Task directions → From the line containing "pub use registry::MigrationRegistry;" through the last line of the records, print every line exactly and nothing more.

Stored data
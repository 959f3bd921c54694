pub mod attendance;
pub mod leave;
pub mod policy;
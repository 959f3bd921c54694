pub mod clock;
pub mod evidence_store;
pub mod rate_limiter;
mod output;

use std::path::{Path, PathBuf};

use anyhow::{Context, Result};
use clap::{Parser, Subcommand};
use rosua_config::{AppConfig, ConfigLoader};
use rosua_migrations::{Generator, MigrationRegistry, Migrator, RecordingMode};
use tracing::debug;
use tracing_subscriber::EnvFilter;

#[derive(Parser)]
#[command(name = "rosua", version, about = "Versioned migrations for SQLite databases")]
struct Cli {
    /// Config file (YAML or TOML). Defaults to rosua.yml / rosua.toml in the
    /// current directory when present.
    #[arg(short, long, global = true)]
    config: Option<PathBuf>,

    /// SQLite database to migrate; overrides `database` from the config file.
    #[arg(short, long, global = true, env = "ROSUA_DATABASE")]
    database: Option<PathBuf>,

    /// Log at debug level.
    #[arg(short, long, global = true)]
    verbose: bool,

    #[command(subcommand)]
    command: Commands,
}

#[derive(Subcommand)]
enum Commands {
    /// Create the ledger table if it does not exist yet
    Install,
    /// Show every discovered migration and whether it has been applied
    List {
        #[arg(long)]
        json: bool,
    },
    /// Apply all pending migrations in version order
    #[command(alias = "migrate")]
    Execute {
        /// Record results only after every pending migration succeeded
        #[arg(long)]
        legacy_batch: bool,
        #[arg(long)]
        json: bool,
    },
    /// Scaffold a new <version>.up.sql / <version>.down.sql pair
    Generate {
        /// SQL for the up script
        up: Option<String>,
        /// SQL for the down script
        down: Option<String>,
        /// Readable suffix for the version identifier
        #[arg(short, long)]
        name: Option<String>,
    },
}

fn main() {
    let cli = Cli::parse();
    init_tracing(cli.verbose);

    if let Err(e) = run(cli) {
        eprintln!("error: {e:#}");
        std::process::exit(1);
    }
}

fn init_tracing(verbose: bool) {
    let filter = if verbose {
        EnvFilter::new("debug")
    } else {
        EnvFilter::try_from_default_env().unwrap_or_else(|_| EnvFilter::new("warn"))
    };
    tracing_subscriber::fmt()
        .with_env_filter(filter)
        .with_writer(std::io::stderr)
        .with_target(false)
        .init();
}

fn run(cli: Cli) -> Result<()> {
    let cwd = std::env::current_dir().context("failed to resolve working directory")?;
    let config = ConfigLoader::load_or_default(cli.config.as_deref(), &cwd)
        .context("failed to load configuration")?;
    debug!("migrations directory: {}", config.migrations.migrations_path().display());

    match cli.command {
        Commands::Install => {
            let migrator = open_migrator(&config, cli.database.as_deref(), RecordingMode::default())?;
            let table = migrator.config().ledger_table();
            if migrator.install()? {
                println!("Created ledger table {table}.");
            } else {
                println!("Ledger table {table} is already installed.");
            }
        }
        Commands::List { json } => {
            let migrator = open_migrator(&config, cli.database.as_deref(), RecordingMode::default())?;
            let listing = migrator.listing()?;
            if json {
                output::print_json(&listing.entries)?;
            } else {
                output::print_status(&listing.entries);
            }
            output::print_rejected(&listing.rejected);
        }
        Commands::Execute { legacy_batch, json } => {
            let mode = if legacy_batch {
                RecordingMode::Batch
            } else {
                RecordingMode::PerMigration
            };
            let migrator = open_migrator(&config, cli.database.as_deref(), mode)?;
            // Same as the activation hook: the ledger must exist before executing.
            migrator.install()?;
            let executed = migrator.execute().context("migration run aborted")?;
            if json {
                output::print_json(&executed)?;
            } else {
                output::print_executed(&executed);
            }
        }
        Commands::Generate { up, down, name } => {
            let generated = Generator::new(&config.migrations).generate(
                name.as_deref(),
                up.as_deref(),
                down.as_deref(),
            )?;
            println!("{}", generated.up_path.display());
            println!("{}", generated.down_path.display());
        }
    }

    Ok(())
}

fn open_migrator(
    config: &AppConfig,
    database: Option<&Path>,
    mode: RecordingMode,
) -> Result<Migrator> {
    let db_path = database
        .or(config.database.as_deref())
        .context("no database given; pass --database or set `database` in the config file")?;

    let migrator = Migrator::open(config.migrations.clone(), db_path, MigrationRegistry::new())
        .with_context(|| format!("failed to open {}", db_path.display()))?;
    Ok(migrator.with_recording_mode(mode))
}
//! Versioned database migrations for SQLite.
//!
//! Migration definitions come from two places: `<version>.up.sql` /
//! `<version>.down.sql` files under the configured directory, and Rust
//! migrations registered in a [`MigrationRegistry`]. The [`Migrator`] keeps a
//! ledger table of applied versions and runs pending ones in ascending
//! version order.

pub mod generator;
pub mod ledger;
pub mod migration;
pub mod migrator;
pub mod registry;
pub mod repository;

pub use generator::{GeneratedMigration, Generator};
pub use ledger::{Ledger, MigrationRecord};
pub use migration::{
    MAX_VERSION_LEN, Migration, SqlMigration, controls_connection, validate_version,
};
pub use migrator::{Migrator, RecordingMode};
pub use registry::MigrationRegistry;
pub use repository::{
    MigrationListing, MigrationRepository, MigrationStatusEntry, RejectedMigration, Scan,
};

Written solution →
pub use registry::MigrationRegistry;
pub use repository::{
    MigrationListing, MigrationRepository, MigrationStatusEntry, RejectedMigration, Scan,
};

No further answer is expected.